Filter the material below down to the lines with the word "covering" and give those lines.
++++++++++
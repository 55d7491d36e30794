//! Tiered, TTL-aware cache for expensive external lookups.
//!
//! `get(as_of, fetch)` returns the cached payload when a non-expired
//! entry covers the as-of date's bucket; otherwise it runs `fetch`
//! under the retry policy, tags the result with the TTL class derived
//! from the as-of date, persists the document, and returns the payload.
//!
//! Concurrency: misses on the same key are collapsed into one fetch
//! through a per-key in-flight lock; the durable document is written
//! under the entry-map mutex, which is the single-writer discipline
//! for the shared file.

use super::entry::{
    self, bucket_key, CacheEntry, KeyGranularity, TtlClass, ENTRY_FORMAT_VERSION,
};
use super::store::{CacheError, DocumentStore};
use crate::data::{FetchError, RetryPolicy};
use chrono::{NaiveDate, Utc};
use std::collections::HashMap;
use std::path::PathBuf;
use std::sync::{Arc, Mutex};
use std::time::Duration;

/// TTLs and retry behavior for one cached series.
#[derive(Debug, Clone)]
pub struct CachePolicy {
    /// TTL for entries whose as-of date is past the historical cutoff.
    /// Finalized figures for closed periods do not change.
    pub historical_ttl: Duration,
    /// TTL for entries that may still be revised by the publisher.
    pub recent_ttl: Duration,
    pub retry: RetryPolicy,
}

impl Default for CachePolicy {
    fn default() -> Self {
        Self {
            historical_ttl: Duration::from_secs(365 * 24 * 3600),
            recent_ttl: Duration::from_secs(24 * 3600),
            retry: RetryPolicy::default(),
        }
    }
}

impl CachePolicy {
    fn ttl_for(&self, class: TtlClass) -> Duration {
        match class {
            TtlClass::Historical => self.historical_ttl,
            TtlClass::Recent => self.recent_ttl,
        }
    }
}

/// Point-in-time summary of one cache, for operator reporting.
#[derive(Debug, Clone)]
pub struct CacheStatus {
    pub series: String,
    pub entries: usize,
    pub historical: usize,
    pub recent: usize,
    pub store_bytes: u64,
}

/// A TTL-aware cache for one external series.
pub struct TieredCache {
    series: String,
    granularity: KeyGranularity,
    policy: CachePolicy,
    store: DocumentStore,
    entries: Mutex<super::store::CacheDocument>,
    in_flight: Mutex<HashMap<String, Arc<Mutex<()>>>>,
}

impl TieredCache {
    /// Open a cache backed by the document at `store_path`, loading it
    /// fully (an absent or corrupt document starts empty).
    pub fn open(
        series: impl Into<String>,
        granularity: KeyGranularity,
        store_path: impl Into<PathBuf>,
        policy: CachePolicy,
    ) -> Result<Self, CacheError> {
        let store = DocumentStore::new(store_path);
        let doc = store.load()?;
        Ok(Self {
            series: series.into(),
            granularity,
            policy,
            store,
            entries: Mutex::new(doc),
            in_flight: Mutex::new(HashMap::new()),
        })
    }

    pub fn series(&self) -> &str {
        &self.series
    }

    /// Fetch-through lookup for the bucket covering `as_of`.
    ///
    /// A fetch failure propagates after the retry policy is exhausted;
    /// failures are never cached.
    pub fn get(
        &self,
        as_of: NaiveDate,
        fetch: &(dyn Fn(NaiveDate) -> Result<serde_json::Value, FetchError> + Sync),
    ) -> Result<serde_json::Value, CacheError> {
        let key = bucket_key(as_of, self.granularity);

        if let Some(data) = self.lookup_fresh(&key) {
            return Ok(data);
        }

        // Collapse concurrent misses on this key into one fetch.
        let key_lock = {
            let mut in_flight = self.in_flight.lock().unwrap();
            Arc::clone(in_flight.entry(key.clone()).or_default())
        };
        let _guard = key_lock.lock().unwrap();

        // A concurrent caller may have filled the bucket while we
        // waited on the key lock.
        if let Some(data) = self.lookup_fresh(&key) {
            self.forget_in_flight(&key);
            return Ok(data);
        }

        let fetched = self.policy.retry.run(|| fetch(as_of));
        let data = match fetched {
            Ok(data) => data,
            Err(e) => {
                self.forget_in_flight(&key);
                tracing::warn!(
                    series = %self.series,
                    key = %key,
                    error = %e,
                    "fetch failed after retries"
                );
                return Err(e.into());
            }
        };

        let today = Utc::now().date_naive();
        let class = entry::classify(as_of, today);
        let entry = CacheEntry {
            date: as_of,
            data: data.clone(),
            timestamp: Utc::now().timestamp_millis(),
            version: ENTRY_FORMAT_VERSION,
            is_historical: class == TtlClass::Historical,
        };

        {
            let mut entries = self.entries.lock().unwrap();
            entries.insert(key.clone(), entry);
            self.store.save(&entries)?;
        }
        tracing::debug!(series = %self.series, key = %key, ?class, "cached new entry");

        self.forget_in_flight(&key);
        Ok(data)
    }

    /// Drop the entry covering `as_of`, if any. Returns whether one existed.
    pub fn invalidate(&self, as_of: NaiveDate) -> Result<bool, CacheError> {
        let key = bucket_key(as_of, self.granularity);
        let mut entries = self.entries.lock().unwrap();
        let removed = entries.remove(&key).is_some();
        if removed {
            self.store.save(&entries)?;
        }
        Ok(removed)
    }

    /// Drop every entry.
    pub fn clear(&self) -> Result<(), CacheError> {
        let mut entries = self.entries.lock().unwrap();
        entries.clear();
        self.store.save(&entries)
    }

    pub fn len(&self) -> usize {
        self.entries.lock().unwrap().len()
    }

    pub fn is_empty(&self) -> bool {
        self.len() == 0
    }

    pub fn status(&self) -> CacheStatus {
        let entries = self.entries.lock().unwrap();
        let historical = entries.values().filter(|e| e.is_historical).count();
        CacheStatus {
            series: self.series.clone(),
            entries: entries.len(),
            historical,
            recent: entries.len() - historical,
            store_bytes: self.store.size_bytes(),
        }
    }

    fn lookup_fresh(&self, key: &str) -> Option<serde_json::Value> {
        let entries = self.entries.lock().unwrap();
        let entry = entries.get(key)?;
        let ttl = self.policy.ttl_for(entry.ttl_class());
        let now_ms = Utc::now().timestamp_millis();
        if entry::is_expired(entry.timestamp, now_ms, ttl) {
            tracing::debug!(series = %self.series, key, "entry expired");
            return None;
        }
        Some(entry.data.clone())
    }

    fn forget_in_flight(&self, key: &str) {
        self.in_flight.lock().unwrap().remove(key);
    }
}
++++++++++
• [TASK SOLUTION]
    /// Fetch-through lookup for the bucket covering `as_of`.
    /// Drop the entry covering `as_of`, if any. Returns whether one existed.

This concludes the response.